//! Serial TCP-connect reachability probing of a single candidate IP.

use edgescan_core::{ByteMeter, CancelToken, ProbeConfig};
use std::net::{IpAddr, SocketAddr};
use std::time::{Duration, Instant};
use tokio::net::TcpStream;
use tokio::time::timeout;
use tracing::trace;

/// Raw outcome of probing one IP: attempts made, successes, and the sum
/// of elapsed time over the successful attempts (the caller divides by
/// `received` to get the mean).
#[derive(Debug, Clone, Copy, PartialEq)]
pub struct ProbeOutcome {
    pub sent: u32,
    pub received: u32,
    pub sum_rtt: Duration,
}

/// Run `config.probe_count` sequential connect attempts against `ip:443`,
/// charging `config.probe_bytes` to `meter` after every attempt regardless
/// of outcome. Aborts early (returning whatever was collected so far) if
/// `cancel` fires between attempts.
pub async fn probe(
    ip: IpAddr,
    config: &ProbeConfig,
    meter: &ByteMeter,
    cancel: &CancelToken,
) -> ProbeOutcome {
    let addr = SocketAddr::new(ip, 443);
    let deadline = Duration::from_millis(config.probe_timeout_ms);

    let mut received = 0u32;
    let mut sum_rtt = Duration::ZERO;

    for attempt in 0..config.probe_count {
        if cancel.is_cancelled() {
            break;
        }

        let start = Instant::now();
        match timeout(deadline, TcpStream::connect(addr)).await {
            Ok(Ok(_stream)) => {
                let elapsed = start.elapsed();
                received += 1;
                sum_rtt += elapsed;
                trace!(%ip, attempt, elapsed_ms = elapsed.as_millis() as u64, "probe ok");
            }
            Ok(Err(e)) => {
                trace!(%ip, attempt, error = %e, "probe connect failed");
            }
            Err(_) => {
                trace!(%ip, attempt, "probe timed out");
            }
        }

        meter.add(config.probe_bytes);
    }

    ProbeOutcome {
        sent: config.probe_count,
        received,
        sum_rtt,
    }
}

impl ProbeOutcome {
    pub fn mean_rtt_ms(&self) -> f64 {
        if self.received == 0 {
            return 0.0;
        }
        sum_rtt_ms(self.sum_rtt) / self.received as f64
    }
}

fn sum_rtt_ms(d: Duration) -> f64 {
    d.as_secs_f64() * 1000.0
}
______________________________
• **AIM OF THE EXERCISE**:
Every line of the data above belongs in the answer, unchanged.

• **RESULT BELOW**:
//! Serial TCP-connect reachability probing of a single candidate IP.

use edgescan_core::{ByteMeter, CancelToken, ProbeConfig};
use std::net::{IpAddr, SocketAddr};
use std::time::{Duration, Instant};
use tokio::net::TcpStream;
use tokio::time::timeout;
use tracing::trace;

/// Raw outcome of probing one IP: attempts made, successes, and the sum
/// of elapsed time over the successful attempts (the caller divides by
/// `received` to get the mean).
#[derive(Debug, Clone, Copy, PartialEq)]
pub struct ProbeOutcome {
    pub sent: u32,
    pub received: u32,
    pub sum_rtt: Duration,
}

/// Run `config.probe_count` sequential connect attempts against `ip:443`,
/// charging `config.probe_bytes` to `meter` after every attempt regardless
/// of outcome. Aborts early (returning whatever was collected so far) if
/// `cancel` fires between attempts.
pub async fn probe(
    ip: IpAddr,
    config: &ProbeConfig,
    meter: &ByteMeter,
    cancel: &CancelToken,
) -> ProbeOutcome {
    let addr = SocketAddr::new(ip, 443);
    let deadline = Duration::from_millis(config.probe_timeout_ms);

    let mut received = 0u32;
    let mut sum_rtt = Duration::ZERO;

    for attempt in 0..config.probe_count {
        if cancel.is_cancelled() {
            break;
        }

        let start = Instant::now();
        match timeout(deadline, TcpStream::connect(addr)).await {
            Ok(Ok(_stream)) => {
                let elapsed = start.elapsed();
                received += 1;
                sum_rtt += elapsed;
                trace!(%ip, attempt, elapsed_ms = elapsed.as_millis() as u64, "probe ok");
            }
            Ok(Err(e)) => {
                trace!(%ip, attempt, error = %e, "probe connect failed");
            }
            Err(_) => {
                trace!(%ip, attempt, "probe timed out");
            }
        }

        meter.add(config.probe_bytes);
    }

    ProbeOutcome {
        sent: config.probe_count,
        received,
        sum_rtt,
    }
}

impl ProbeOutcome {
    pub fn mean_rtt_ms(&self) -> f64 {
        if self.received == 0 {
            return 0.0;
        }
        sum_rtt_ms(self.sum_rtt) / self.received as f64
    }
}

fn sum_rtt_ms(d: Duration) -> f64 {
    d.as_secs_f64() * 1000.0
}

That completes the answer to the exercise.